# Solutions: More practice problems on Divisibility for RMO

Problem 1) Show that the number $1^{47} + 2^{47} + 3^{47} + 4^{47} + 5^{47} + 6^{47}$ is a multiple of 7.

Answer 1) If n is an odd positive integer, we know that $a+b|a^{n}+b^{n}$. Therefore, $7= 1 + 6|1^{47}+6^{47}$, $2+5|2^{47}+5^{47}$, $7=3+4|3^{47}+4^{47}$ and the result follows.

Problem 2) Compute the value of the expression $\frac{(10^{4}+324)(22^{4}+324)(34^{4}+324)(46^{4}+324)(58^{4}+324)}{(4^{4}+324)(16^{4}+324)(28^{4}+324)(40^{4}+324)(52^{4}+324)}$.

Answer 2) (American Invitational Mathematics Examination) Let N be the number to compute. Since $324 = 18^{2}$ and since $a^{4}+18^{2} = (a^{2}+18)^{2}-36a^{2} = (a^{2}+18+6a)(a^{2}+18-6a)$, then the number N can be written as $N = \prod_{k=0}^{4}\frac{(10+12k)^{4}+18^{2}}{(4+12k)^{4}+18^{2}}$ $N = \prod_{k=0}^{4}\frac{[(10+12k)^{2}+18+6(10+12k)][(10+12k)^{2}+18-6(10+2k)]}{[(4+12k)^{2}+18+6(4+12k)][(4+12k)^{2}+18-6(4+12k)]}$ $N = \prod_{k=0}^{4}\frac{(144k^{2}+312k+178)(144k^{2}+168k+58)}{(144k^{2}+168k+58)(144k^{2}+24k+10)}$ $N=\prod_{k=0}^{4}\frac{144k^{2}+312k+178}{144k^{2}+24k+10}$

But, since $144(k+1)^{2}+24(k+1)+10 = 144k^{2}+312k+178$, the number N can be written as $N = \frac{144.4^{2}+312.4+178}{10}=373$.

Problem 3) Given $s+1$ integers $a_{0}, a_{1}, a_{2}\ldots a_{s}$ and a prime number p, show that p divides the integer $N(n) = a_{0} + a_{1}n + a_{2}n^{2}+ \ldots + a_{s-1}n^{s-1}+a_{s}n^{s}$

if and only if p divides $N(r)$, for an integer r, $0 \leq r \leq p-1$. Use this to find all integers n such that 7 divides $3n^{2}+6n+5$.

Answer 3) Let $n = kp+r$, $0 \leq r \leq p-1$. Using the binomial theorem, we obtain $N(n) = a_{0} + a_{1}(kp+r) + \ldots + a_{s-1}(kp+r)^{s-1}+ a_{s}(kp+r)^{n}$ $N(n) = N(r) + pM$

for a certain integer M. Hence, $p|N(n)$ if and only if $p|N(r)$.

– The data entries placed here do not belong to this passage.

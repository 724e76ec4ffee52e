//! Command-line interface implementation for beman-new.
//! Provides argument parsing and help text formatting using clap.

use clap::{error::ErrorKind, CommandFactory, Parser};

use crate::constants::{DEFAULT_CPP_VERSION, DEFAULT_DESCRIPTION, DEFAULT_PAPER};

/// Command-line arguments structure for beman-new.
#[derive(Parser, Debug)]
#[command(
    author,
    version,
    about = "Adapts the Beman exemplar project for your use as a brand new project. Leaves 'TODO' in several places that need your attention (especially in README.md).",
    long_about = None
)]
pub struct Args {
    /// The name of your new project. This should be the same name as the
    /// Github repo name, for example 'my_proj' in 'git@github.com:me/my_proj.git'
    #[arg(value_name = "PROJECT_NAME")]
    pub project_name: String,

    /// The user or group in which this project's Github repo is found, for
    /// example 'me' in 'git@github.com:me/my_proj.git'. Defaults to your
    /// username on this system
    #[arg(long)]
    pub owner: Option<String>,

    /// The paper that this Beman project is implementing (e.g. P1234R5)
    #[arg(long, default_value = DEFAULT_PAPER)]
    pub paper: String,

    /// The C++ version required to build this project
    #[arg(long, default_value_t = DEFAULT_CPP_VERSION)]
    pub cpp_version: u32,

    /// The description of this project that should appear in the title of your README.md
    #[arg(long, default_value = DEFAULT_DESCRIPTION)]
    pub desc: String,

    /// Enable verbose logging output
    #[arg(short, long)]
    pub verbose: bool,
}

/// Parses command line arguments and returns the Args structure.
///
/// # Exits
/// * With status code 1 if the project name is missing
/// * With clap's default error handling for other argument errors
pub fn get_args() -> Args {
    match Args::try_parse() {
        Ok(args) => args,
        Err(e) => {
            if e.kind() == ErrorKind::MissingRequiredArgument {
                let _ = Args::command()
                    .help_template(
                        r#"{about-section}
{usage-heading} {usage}

{all-args}
{after-help}
"#,
                    )
                    .print_help();
                std::process::exit(1);
            } else {
                e.exit();
            }
        }
    }
}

Setting $n = 7k+r$, $0 \leq r \leq 6$, we find that the required integers are those of the form $n=7k+1$ as well as those of the form $n=7k+4$.

Problem 4) Show that there exist infinitely many pairs of integers $\{ x, y\}$ satisfying $x + y = 40$ and $(x, y) = 5$.

Solution 4:

Let a and b be two arbitrary integers, and put $x = 5a$, and $y =5b$. In order to have $x+y = 5a+5b=40$, we must have $a+b=8$. Moreover, to have $(x, y) =5$, we must have $(a, b) = 1$. Therefore, it remains to show that it is possible to find infinitely many relatively prime pairs of integers a and b such that $a + b= 8$. To do so, it is enough to choose, for example, $a = 3 +2t$ and $b = 5-2t$, where $t \in Z$.

Problem 5) Prove that one cannot find integers m and n such that $m + n = 101$ and $(m, n) = 3$.

Solution 5:

This follows from the fact that $3|m$ and $3|n$, while 3 does not divide 101.